↓↓↓

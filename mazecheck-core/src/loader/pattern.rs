//! Pattern-constrained attribute checks.
//!
//! The verifier trusts these fields, so a violation rejects the level before
//! a model exists.

use crate::error::LoadError;
use crate::model::{BlockId, CompassDirection};
use regex::Regex;
use std::sync::LazyLock;

static KEY_ID_RE: LazyLock<Regex> =
    LazyLock::new(|| Regex::new(r"^[0-9]+(;[0-9]+)*$").expect("static keyid pattern"));

/// Parse a `keyid` value (`\d+(;\d+)*`) into door ids. Repeated ids keep their
/// first position.
pub fn parse_key_ids(block_id: BlockId, raw: &str) -> Result<Vec<BlockId>, LoadError> {
    let invalid = || LoadError::InvalidKeyId {
        block_id,
        value: raw.to_string(),
    };
    if !KEY_ID_RE.is_match(raw) {
        return Err(invalid());
    }

    let mut ids: Vec<BlockId> = Vec::new();
    for part in raw.split(';') {
        let id: BlockId = part.parse().map_err(|_| invalid())?;
        if !ids.contains(&id) {
            ids.push(id);
        }
    }
    Ok(ids)
}

/// Validate `compass-direction` against `[0, 7]`.
pub fn compass_direction(block_id: BlockId, raw: i64) -> Result<CompassDirection, LoadError> {
    u8::try_from(raw)
        .ok()
        .and_then(CompassDirection::new)
        .ok_or(LoadError::CompassOutOfRange {
            block_id,
            value: raw,
        })
}

#[cfg(test)]
mod tests {
    use super::*;

    #[test]
    fn parses_single_and_multiple_ids() {
        assert_eq!(parse_key_ids(1, "7").unwrap(), vec![7]);
        assert_eq!(parse_key_ids(1, "7;3;12").unwrap(), vec![7, 3, 12]);
    }

    #[test]
    fn repeated_ids_collapse() {
        assert_eq!(parse_key_ids(1, "4;4;2;4").unwrap(), vec![4, 2]);
    }

    #[test]
    fn malformed_keyid_rejected() {
        for raw in ["", ";", "1;", ";1", "1;;2", "-1", "1,2", " 1", "a"] {
            assert!(
                parse_key_ids(1, raw).is_err(),
                "expected '{}' to be rejected",
                raw
            );
        }
    }

    #[test]
    fn oversized_id_rejected() {
        assert!(parse_key_ids(1, "99999999999999999999999").is_err());
    }

    #[test]
    fn compass_bounds() {
        assert_eq!(compass_direction(1, 0).unwrap().value(), 0);
        assert_eq!(compass_direction(1, 7).unwrap().value(), 7);
        assert!(compass_direction(1, 8).is_err());
        assert!(compass_direction(1, -1).is_err());
    }
}
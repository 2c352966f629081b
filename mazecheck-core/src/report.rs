//! Report aggregation.
//!
//! Merges structural issues and reachability results into one [`Report`]
//! with a single [`Verdict`].

use crate::model::{BlockId, RoomNumber};
use crate::reachability::{
    DoorStatus, KeyStatus, LockCycle, PassRecord, ReachabilityAnalysis, UnreachableCause,
    UnreachableRoom,
};
use crate::validate::{Issue, PatrolPath, Severity, StructuralAnalysis};
use serde::{Deserialize, Serialize};
use sha2::{Digest, Sha256};
use std::collections::{BTreeMap, BTreeSet};
use std::fmt;
use tracing::info;

#[derive(Debug, Clone, Copy, PartialEq, Eq, Hash, Serialize, Deserialize)]
pub enum Verdict {
    Pass,
    Fail,
}

impl fmt::Display for Verdict {
    fn fmt(&self, f: &mut fmt::Formatter<'_>) -> fmt::Result {
        match self {
            Verdict::Pass => write!(f, "PASS"),
            Verdict::Fail => write!(f, "FAIL"),
        }
    }
}

/// Reachability finding category.
#[derive(Debug, Clone, Copy, PartialEq, Eq, PartialOrd, Ord, Hash, Serialize, Deserialize)]
pub enum FindingKind {
    GoalUnreachable,
    LockCycle,
    UnreachableRoom,
    UnreachableKey,
    UnusedKey,
    GatedDoor,
    UnreachableDoor,
}

impl FindingKind {
    /// Whether a finding of this kind fails the verdict on its own.
    pub fn is_fatal(self) -> bool {
        matches!(self, FindingKind::GoalUnreachable | FindingKind::LockCycle)
    }
}

impl fmt::Display for FindingKind {
    fn fmt(&self, f: &mut fmt::Formatter<'_>) -> fmt::Result {
        fmt::Debug::fmt(self, f)
    }
}

/// One reachability result worth a human's attention. `subject_id` is a block
/// id or a room number, depending on `kind`.
#[derive(Debug, Clone, PartialEq, Eq, Serialize, Deserialize)]
pub struct Finding {
    pub kind: FindingKind,
    pub subject_id: i64,
    pub message: String,
}

impl fmt::Display for Finding {
    fn fmt(&self, f: &mut fmt::Formatter<'_>) -> fmt::Result {
        write!(f, "[{}] {}: {}", self.kind, self.subject_id, self.message)
    }
}

/// Verification outcome for one level.
#[derive(Debug, Clone, PartialEq, Eq, Serialize, Deserialize)]
pub struct Report {
    pub verdict: Verdict,
    pub goal_satisfied: bool,
    /// Warnings were counted against the verdict.
    pub strict: bool,
    pub issues: Vec<Issue>,
    pub findings: Vec<Finding>,
    pub reachable_rooms: BTreeSet<RoomNumber>,
    pub held_door_ids: BTreeSet<BlockId>,
    pub unreachable_rooms: Vec<UnreachableRoom>,
    pub unreachable_keys: Vec<BlockId>,
    pub unused_keys: Vec<BlockId>,
    pub gated_doors: Vec<BlockId>,
    pub lock_cycles: Vec<LockCycle>,
    pub door_status: BTreeMap<BlockId, DoorStatus>,
    pub key_status: BTreeMap<BlockId, KeyStatus>,
    pub patrols: Vec<PatrolPath>,
    pub passes: Vec<PassRecord>,
}

impl Report {
    pub fn passed(&self) -> bool {
        self.verdict == Verdict::Pass
    }

    pub fn error_count(&self) -> usize {
        self.issues.iter().filter(|i| i.is_error()).count()
    }

    pub fn warning_count(&self) -> usize {
        self.issues
            .iter()
            .filter(|i| i.severity == Severity::Warning)
            .count()
    }

    /// Human-readable reasons for a `Fail` verdict; empty on `Pass`.
    pub fn failure_reasons(&self) -> Vec<String> {
        let mut reasons = Vec::new();
        let errors = self.error_count();
        if errors > 0 {
            reasons.push(format!("{} structural error(s)", errors));
        }
        if self.strict {
            let warnings = self.warning_count();
            if warnings > 0 {
                reasons.push(format!("{} warning(s) in strict mode", warnings));
            }
        }
        if !self.goal_satisfied {
            reasons.push("goal room is not reachable".to_string());
        }
        for cycle in &self.lock_cycles {
            reasons.push(format!(
                "door {} in room {} is opened only by key {} behind it in room {}",
                cycle.door, cycle.door_room, cycle.key, cycle.key_room
            ));
        }
        reasons
    }

    /// SHA-256 hex digest of the report's JSON rendering.
    ///
    /// Every collection in a report is ordered, so equal reports always
    /// produce equal fingerprints.
    pub fn fingerprint(&self) -> String {
        let bytes = serde_json::to_vec(self).expect("report fields always serialize to JSON");
        let mut hasher = Sha256::new();
        hasher.update(&bytes);
        hex::encode(hasher.finalize())
    }
}

/// Combine the validator and analyzer outputs into a report.
pub fn aggregate(
    structure: StructuralAnalysis,
    reach: ReachabilityAnalysis,
    strict: bool,
) -> Report {
    let findings = collect_findings(&reach);

    let structural_failure = structure
        .issues
        .iter()
        .any(|issue| issue.is_error() || (strict && issue.severity == Severity::Warning));
    let fatal_finding = findings.iter().any(|f| f.kind.is_fatal());
    let verdict = if structural_failure || fatal_finding {
        Verdict::Fail
    } else {
        Verdict::Pass
    };

    let report = Report {
        verdict,
        goal_satisfied: reach.goal_satisfied,
        strict,
        issues: structure.issues,
        findings,
        unreachable_keys: reach.keys_with(KeyStatus::Unreachable),
        unused_keys: reach.keys_with(KeyStatus::Unused),
        gated_doors: reach.doors_with(DoorStatus::GatedUnreachable),
        reachable_rooms: reach.reachable_rooms,
        held_door_ids: reach.held,
        unreachable_rooms: reach.unreachable_rooms,
        lock_cycles: reach.lock_cycles,
        door_status: reach.door_status,
        key_status: reach.key_status,
        patrols: structure.patrols,
        passes: reach.passes,
    };

    info!(
        verdict = %report.verdict,
        errors = report.error_count(),
        warnings = report.warning_count(),
        reachable = report.reachable_rooms.len(),
        "verification complete"
    );
    report
}

fn collect_findings(reach: &ReachabilityAnalysis) -> Vec<Finding> {
    let mut findings = Vec::new();

    if !reach.goal_satisfied {
        findings.push(Finding {
            kind: FindingKind::GoalUnreachable,
            subject_id: -1,
            message: format!(
                "no goal room among {} reachable room(s)",
                reach.reachable_rooms.len()
            ),
        });
    }

    for cycle in &reach.lock_cycles {
        findings.push(Finding {
            kind: FindingKind::LockCycle,
            subject_id: cycle.door,
            message: format!(
                "only key {} opens this door and it lies in unreachable room {}",
                cycle.key, cycle.key_room
            ),
        });
    }

    for room in &reach.unreachable_rooms {
        let message = match room.cause {
            UnreachableCause::Gated => "behind a door that never unlocks",
            UnreachableCause::Disconnected => "no door leads here from the start room",
        };
        findings.push(Finding {
            kind: FindingKind::UnreachableRoom,
            subject_id: room.room as i64,
            message: message.to_string(),
        });
    }

    for (&id, status) in &reach.key_status {
        let (kind, message) = match status {
            KeyStatus::Collected => continue,
            KeyStatus::Unreachable => (FindingKind::UnreachableKey, "key is never collected"),
            KeyStatus::Unused => (FindingKind::UnusedKey, "key opens no existing door"),
        };
        findings.push(Finding {
            kind,
            subject_id: id,
            message: message.to_string(),
        });
    }

    for (&id, status) in &reach.door_status {
        let (kind, message) = match status {
            DoorStatus::Open => continue,
            DoorStatus::GatedUnreachable => {
                (FindingKind::GatedDoor, "locked door whose key is never collected")
            }
            DoorStatus::Unreachable => (FindingKind::UnreachableDoor, "door is in an unreachable room"),
        };
        findings.push(Finding {
            kind,
            subject_id: id,
            message: message.to_string(),
        });
    }

    findings
}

↑↑↑

- **Assignment**
Everything from the line with "static KEY_ID_RE: LazyLock<Regex>" through the line with "#[cfg(test)]" in the listing above must be retyped exactly, with nothing added.

- **Output below**
static KEY_ID_RE: LazyLock<Regex> =
    LazyLock::new(|| Regex::new(r"^[0-9]+(;[0-9]+)*$").expect("static keyid pattern"));

/// Parse a `keyid` value (`\d+(;\d+)*`) into door ids. Repeated ids keep their
/// first position.
pub fn parse_key_ids(block_id: BlockId, raw: &str) -> Result<Vec<BlockId>, LoadError> {
    let invalid = || LoadError::InvalidKeyId {
        block_id,
        value: raw.to_string(),
    };
    if !KEY_ID_RE.is_match(raw) {
        return Err(invalid());
    }

    let mut ids: Vec<BlockId> = Vec::new();
    for part in raw.split(';') {
        let id: BlockId = part.parse().map_err(|_| invalid())?;
        if !ids.contains(&id) {
            ids.push(id);
        }
    }
    Ok(ids)
}

/// Validate `compass-direction` against `[0, 7]`.
pub fn compass_direction(block_id: BlockId, raw: i64) -> Result<CompassDirection, LoadError> {
    u8::try_from(raw)
        .ok()
        .and_then(CompassDirection::new)
        .ok_or(LoadError::CompassOutOfRange {
            block_id,
            value: raw,
        })
}

#[cfg(test)]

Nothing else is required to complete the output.